■ What is needed ■
Take each line of the material that includes "RpcError" and copy it.

----------------------------------------

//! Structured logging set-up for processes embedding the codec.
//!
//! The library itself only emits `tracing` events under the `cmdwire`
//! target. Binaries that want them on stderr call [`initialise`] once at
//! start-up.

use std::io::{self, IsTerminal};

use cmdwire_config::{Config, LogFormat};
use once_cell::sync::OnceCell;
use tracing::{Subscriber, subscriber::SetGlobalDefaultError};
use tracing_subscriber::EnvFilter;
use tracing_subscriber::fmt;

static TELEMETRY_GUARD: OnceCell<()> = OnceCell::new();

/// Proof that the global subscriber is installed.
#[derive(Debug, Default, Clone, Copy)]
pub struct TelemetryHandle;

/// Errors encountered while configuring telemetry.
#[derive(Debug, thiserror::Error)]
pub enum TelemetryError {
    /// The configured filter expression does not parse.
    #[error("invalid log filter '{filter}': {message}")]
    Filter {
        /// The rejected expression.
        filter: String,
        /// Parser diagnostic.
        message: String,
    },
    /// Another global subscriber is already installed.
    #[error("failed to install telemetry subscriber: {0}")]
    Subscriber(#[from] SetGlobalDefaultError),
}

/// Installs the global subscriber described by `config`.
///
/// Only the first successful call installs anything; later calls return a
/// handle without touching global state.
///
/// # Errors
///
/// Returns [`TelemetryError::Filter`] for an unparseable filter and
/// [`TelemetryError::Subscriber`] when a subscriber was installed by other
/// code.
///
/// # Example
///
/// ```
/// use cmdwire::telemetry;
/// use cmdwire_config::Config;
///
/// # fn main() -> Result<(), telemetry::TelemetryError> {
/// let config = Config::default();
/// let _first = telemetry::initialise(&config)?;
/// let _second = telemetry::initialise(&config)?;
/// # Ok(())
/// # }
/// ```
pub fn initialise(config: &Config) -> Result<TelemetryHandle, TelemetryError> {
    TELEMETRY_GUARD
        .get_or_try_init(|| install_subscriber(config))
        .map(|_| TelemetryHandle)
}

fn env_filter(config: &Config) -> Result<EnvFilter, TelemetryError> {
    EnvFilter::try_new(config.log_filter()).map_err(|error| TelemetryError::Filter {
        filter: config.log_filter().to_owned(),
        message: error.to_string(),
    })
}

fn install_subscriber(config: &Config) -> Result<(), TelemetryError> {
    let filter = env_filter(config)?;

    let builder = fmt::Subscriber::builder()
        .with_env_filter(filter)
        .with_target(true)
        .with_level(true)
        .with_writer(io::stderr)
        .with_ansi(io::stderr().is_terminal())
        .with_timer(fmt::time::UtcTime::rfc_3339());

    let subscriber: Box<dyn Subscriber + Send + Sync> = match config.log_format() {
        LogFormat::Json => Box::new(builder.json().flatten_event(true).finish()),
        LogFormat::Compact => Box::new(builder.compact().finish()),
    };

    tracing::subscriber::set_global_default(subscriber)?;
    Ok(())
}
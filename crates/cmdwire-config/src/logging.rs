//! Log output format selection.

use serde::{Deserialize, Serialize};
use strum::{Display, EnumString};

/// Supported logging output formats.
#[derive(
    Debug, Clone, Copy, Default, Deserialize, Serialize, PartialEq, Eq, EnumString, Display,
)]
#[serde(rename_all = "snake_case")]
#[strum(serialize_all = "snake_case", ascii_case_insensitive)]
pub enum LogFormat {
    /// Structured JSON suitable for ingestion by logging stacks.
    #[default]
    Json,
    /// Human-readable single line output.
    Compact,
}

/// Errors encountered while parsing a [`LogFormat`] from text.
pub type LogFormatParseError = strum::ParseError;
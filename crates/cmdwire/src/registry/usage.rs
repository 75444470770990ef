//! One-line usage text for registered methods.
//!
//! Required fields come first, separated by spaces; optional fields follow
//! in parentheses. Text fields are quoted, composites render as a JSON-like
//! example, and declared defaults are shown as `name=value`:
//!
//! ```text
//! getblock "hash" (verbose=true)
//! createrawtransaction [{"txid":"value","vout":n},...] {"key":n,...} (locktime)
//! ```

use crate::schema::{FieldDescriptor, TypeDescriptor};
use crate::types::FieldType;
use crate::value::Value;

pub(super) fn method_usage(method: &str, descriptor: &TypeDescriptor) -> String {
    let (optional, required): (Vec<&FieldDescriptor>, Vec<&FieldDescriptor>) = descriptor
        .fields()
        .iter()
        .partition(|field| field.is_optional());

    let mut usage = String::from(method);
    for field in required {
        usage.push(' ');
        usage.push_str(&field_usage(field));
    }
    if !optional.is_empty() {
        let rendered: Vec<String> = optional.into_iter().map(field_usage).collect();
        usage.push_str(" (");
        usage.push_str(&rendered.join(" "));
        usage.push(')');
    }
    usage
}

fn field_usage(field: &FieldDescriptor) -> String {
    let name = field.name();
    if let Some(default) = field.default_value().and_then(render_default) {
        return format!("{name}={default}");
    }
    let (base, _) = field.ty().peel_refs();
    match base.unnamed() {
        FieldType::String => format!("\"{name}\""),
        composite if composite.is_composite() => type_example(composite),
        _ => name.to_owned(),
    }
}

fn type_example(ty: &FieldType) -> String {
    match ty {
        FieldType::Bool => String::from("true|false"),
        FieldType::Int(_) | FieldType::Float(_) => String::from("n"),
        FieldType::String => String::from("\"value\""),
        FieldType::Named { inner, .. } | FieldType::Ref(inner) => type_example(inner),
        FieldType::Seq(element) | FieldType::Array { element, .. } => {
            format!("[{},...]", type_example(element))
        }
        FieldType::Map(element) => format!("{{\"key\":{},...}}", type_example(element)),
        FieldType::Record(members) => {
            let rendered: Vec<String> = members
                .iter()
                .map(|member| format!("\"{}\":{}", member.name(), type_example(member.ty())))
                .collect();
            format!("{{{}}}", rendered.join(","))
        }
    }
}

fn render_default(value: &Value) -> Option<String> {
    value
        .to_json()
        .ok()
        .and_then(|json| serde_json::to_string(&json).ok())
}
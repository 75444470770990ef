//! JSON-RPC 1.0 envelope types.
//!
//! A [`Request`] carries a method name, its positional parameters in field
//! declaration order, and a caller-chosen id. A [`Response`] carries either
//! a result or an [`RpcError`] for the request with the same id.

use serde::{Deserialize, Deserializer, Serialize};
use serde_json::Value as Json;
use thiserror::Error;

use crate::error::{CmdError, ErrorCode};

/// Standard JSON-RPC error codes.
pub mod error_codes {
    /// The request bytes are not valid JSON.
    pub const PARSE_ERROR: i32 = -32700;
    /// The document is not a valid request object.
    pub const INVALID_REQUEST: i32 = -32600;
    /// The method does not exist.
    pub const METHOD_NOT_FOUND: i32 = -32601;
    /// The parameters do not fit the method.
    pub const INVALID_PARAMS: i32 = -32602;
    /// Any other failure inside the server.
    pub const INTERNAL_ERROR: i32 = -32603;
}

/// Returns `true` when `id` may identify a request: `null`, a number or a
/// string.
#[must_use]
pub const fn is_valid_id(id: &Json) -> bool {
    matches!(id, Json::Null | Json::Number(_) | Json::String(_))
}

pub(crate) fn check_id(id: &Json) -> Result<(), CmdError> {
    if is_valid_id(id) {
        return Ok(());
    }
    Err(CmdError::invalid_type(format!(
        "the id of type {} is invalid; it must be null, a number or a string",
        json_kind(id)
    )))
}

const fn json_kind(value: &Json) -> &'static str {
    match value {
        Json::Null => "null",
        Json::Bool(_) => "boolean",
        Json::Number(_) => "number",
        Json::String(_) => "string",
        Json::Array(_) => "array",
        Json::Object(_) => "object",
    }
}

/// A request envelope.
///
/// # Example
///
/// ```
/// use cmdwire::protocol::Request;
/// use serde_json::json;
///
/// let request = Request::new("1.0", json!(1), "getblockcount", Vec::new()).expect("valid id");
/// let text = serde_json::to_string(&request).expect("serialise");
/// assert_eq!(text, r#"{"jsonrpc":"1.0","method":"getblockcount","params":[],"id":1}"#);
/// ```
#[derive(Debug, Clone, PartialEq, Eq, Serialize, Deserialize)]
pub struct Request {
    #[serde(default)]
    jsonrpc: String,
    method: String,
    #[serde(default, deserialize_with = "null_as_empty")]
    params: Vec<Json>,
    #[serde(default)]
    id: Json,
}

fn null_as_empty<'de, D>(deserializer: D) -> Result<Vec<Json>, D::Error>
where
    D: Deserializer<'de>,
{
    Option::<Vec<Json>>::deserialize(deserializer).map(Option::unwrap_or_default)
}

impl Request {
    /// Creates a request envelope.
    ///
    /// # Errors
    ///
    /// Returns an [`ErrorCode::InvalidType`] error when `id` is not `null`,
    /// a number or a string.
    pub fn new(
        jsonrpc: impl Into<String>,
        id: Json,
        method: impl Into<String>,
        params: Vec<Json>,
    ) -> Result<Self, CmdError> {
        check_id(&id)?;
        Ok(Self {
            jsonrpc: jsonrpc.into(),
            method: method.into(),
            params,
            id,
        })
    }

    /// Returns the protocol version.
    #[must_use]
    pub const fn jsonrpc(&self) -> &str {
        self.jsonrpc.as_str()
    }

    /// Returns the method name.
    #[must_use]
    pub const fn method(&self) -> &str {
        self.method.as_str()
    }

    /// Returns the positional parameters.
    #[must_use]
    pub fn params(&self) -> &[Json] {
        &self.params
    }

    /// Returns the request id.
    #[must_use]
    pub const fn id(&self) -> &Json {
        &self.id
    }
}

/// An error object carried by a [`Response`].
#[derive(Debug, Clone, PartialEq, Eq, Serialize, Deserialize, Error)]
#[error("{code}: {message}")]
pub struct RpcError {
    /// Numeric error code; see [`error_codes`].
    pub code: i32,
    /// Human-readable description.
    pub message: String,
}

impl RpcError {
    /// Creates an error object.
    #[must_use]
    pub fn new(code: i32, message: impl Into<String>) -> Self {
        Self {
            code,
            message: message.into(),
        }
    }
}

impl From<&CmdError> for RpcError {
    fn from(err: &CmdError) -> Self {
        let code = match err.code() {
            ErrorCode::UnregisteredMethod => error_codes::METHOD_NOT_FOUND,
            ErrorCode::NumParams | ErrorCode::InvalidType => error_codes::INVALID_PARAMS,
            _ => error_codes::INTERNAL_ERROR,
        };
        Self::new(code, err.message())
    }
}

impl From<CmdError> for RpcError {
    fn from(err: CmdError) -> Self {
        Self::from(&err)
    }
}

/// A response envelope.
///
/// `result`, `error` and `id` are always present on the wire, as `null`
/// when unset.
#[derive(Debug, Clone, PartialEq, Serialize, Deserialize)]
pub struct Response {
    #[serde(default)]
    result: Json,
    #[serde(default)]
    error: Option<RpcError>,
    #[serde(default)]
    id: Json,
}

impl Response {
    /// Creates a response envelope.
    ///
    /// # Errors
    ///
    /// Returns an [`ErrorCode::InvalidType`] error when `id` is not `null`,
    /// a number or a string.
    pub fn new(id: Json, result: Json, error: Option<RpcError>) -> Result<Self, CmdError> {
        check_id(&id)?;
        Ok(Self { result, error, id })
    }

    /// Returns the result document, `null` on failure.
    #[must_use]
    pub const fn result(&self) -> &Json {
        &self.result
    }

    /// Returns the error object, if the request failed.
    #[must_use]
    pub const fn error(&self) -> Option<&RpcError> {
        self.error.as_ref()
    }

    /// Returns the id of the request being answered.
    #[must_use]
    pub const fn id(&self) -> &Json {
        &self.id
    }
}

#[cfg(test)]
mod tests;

----------------------------------------

■ Response area ■
//! a result or an [`RpcError`] for the request with the same id.
pub struct RpcError {
impl RpcError {
impl From<&CmdError> for RpcError {
impl From<CmdError> for RpcError {
    error: Option<RpcError>,
    pub fn new(id: Json, result: Json, error: Option<RpcError>) -> Result<Self, CmdError> {
    pub const fn error(&self) -> Option<&RpcError> {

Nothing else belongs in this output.